Opening the black box, we discover NFC is “based on inductive-coupling, where loosely coupled inductive circuits share power and data over a distance of a few centimeters” (NFC Forum).  Typically, there are two pieces of technology involved in a near field communication: an NFC-enabled device connecting/communicating with another “NFC-enabled device” or an NFC tag (NFC Forum).  These pieces can include both passive technology (“does not provide its own source of energy”) as well as active (includes “a self-contained energy source”) tags (Fischer).  Significantly, passive NFC tags “can be made inexpensively and last virtually forever” (Fischer).  Typically, an NFC tag is passive and “stores data that can be read by an NFC-enabled device” (NFC Forum).  Meanwhile, NFC-enabled devices, such as smartphones, are complex in their ability to switch operating modes, which can include:

  • Read/write Mode:  In this mode, an NFC-enabled device “initiate[s] an operation with a passive tag” (Fischer), such those on smart posters (NFC Forum).

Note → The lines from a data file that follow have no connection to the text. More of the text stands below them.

use serenity::model::id::GuildId;
use std::time::Duration;
use tokio::time::Instant;

use super::{
    queue::QueuePage,
    track::{PlayState, RepeatMode, Track},
};

/// Immutable view of a session, published after every transition.
#[derive(Debug, Clone, PartialEq)]
pub struct SessionSnapshot {
    pub guild_id: GuildId,
    pub play_state: PlayState,
    pub repeat_mode: RepeatMode,
    pub volume: f32,
    pub current: Option<Track>,
    pub queue: Vec<Track>,
    /// Elapsed playback of the current track, paused time excluded.
    pub position: Duration,
}

impl SessionSnapshot {
    pub fn idle(guild_id: GuildId, volume: f32) -> Self {
        Self {
            guild_id,
            play_state: PlayState::Idle,
            repeat_mode: RepeatMode::Off,
            volume,
            current: None,
            queue: Vec::new(),
            position: Duration::ZERO,
        }
    }

    pub fn queue_page(&self, page: usize) -> QueuePage {
        QueuePage::new(&self.queue, page)
    }

    pub fn volume_percent(&self) -> u32 {
        (self.volume * 100.0).round() as u32
    }
}

/// Tracks elapsed playback time across pauses.
#[derive(Debug, Default)]
pub(crate) struct PlaybackClock {
    started: Option<Instant>,
    paused_at: Option<Instant>,
    paused_total: Duration,
}

impl PlaybackClock {
    pub fn start(&mut self) {
        *self = Self {
            started: Some(Instant::now()),
            ..Self::default()
        };
    }

    pub fn pause(&mut self) {
        if self.paused_at.is_none() {
            self.paused_at = Some(Instant::now());
        }
    }

    pub fn resume(&mut self) {
        if let Some(paused_at) = self.paused_at.take() {
            self.paused_total += paused_at.elapsed();
        }
    }

    pub fn stop(&mut self) {
        *self = Self::default();
    }

    pub fn position(&self) -> Duration {
        let Some(started) = self.started else {
            return Duration::ZERO;
        };
        let end = self.paused_at.unwrap_or_else(Instant::now);
        end.saturating_duration_since(started)
            .saturating_sub(self.paused_total)
    }
}
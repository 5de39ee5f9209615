use serenity::all::{Cache, ChannelId, GuildId};
use std::sync::Arc;

use crate::audio::sink::Occupancy;

/// Counts human listeners in a voice channel from the gateway cache.
pub struct ChannelOccupancy {
    cache: Arc<Cache>,
    guild_id: GuildId,
    channel_id: ChannelId,
}

impl ChannelOccupancy {
    pub fn new(cache: Arc<Cache>, guild_id: GuildId, channel_id: ChannelId) -> Self {
        Self {
            cache,
            guild_id,
            channel_id,
        }
    }
}

/// `(channel, is_bot)` per voice state; bots never count.
fn count_listeners(states: impl IntoIterator<Item = (Option<ChannelId>, bool)>, channel_id: ChannelId) -> usize {
    states
        .into_iter()
        .filter(|(channel, is_bot)| *channel == Some(channel_id) && !is_bot)
        .count()
}

impl Occupancy for ChannelOccupancy {
    fn listener_count(&self) -> usize {
        let own_id = self.cache.current_user().id;
        let Some(guild) = self.cache.guild(self.guild_id) else {
            return 0;
        };

        let states = guild.voice_states.values().map(|state| {
            let is_bot = state.user_id == own_id
                || state
                    .member
                    .as_ref()
                    .map(|member| member.user.bot)
                    .unwrap_or(false);
            (state.channel_id, is_bot)
        });
        count_listeners(states, self.channel_id)
    }
}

  • Card Emulator Mode: Similar to a “traditional contactless smart card”(NFC Forum), an NFC-enabled device “will appear to a reader/writer as a passive tag, but in fact can be active”, allowing it to “look like any selectable number of tags for the users” and also to allow the device to be read as a “default” tag when “powered down or out of battery” (Fisher 23) or changing the existing infrastructure  (NFC Forum).
  • Peer-to-Peer Mode: Here, two NFC-enabled devices  exchange data (NFC Foum), mandating both an “active initiator and active target”- i.e., a phone and another device (or another phone) sharing “data as network peers” (Fisher 23).   Often leveraging “Bluetooth or WiFi link set up parameters” users easily share “data such as virtual business cards or digital photos” (NFC Forum).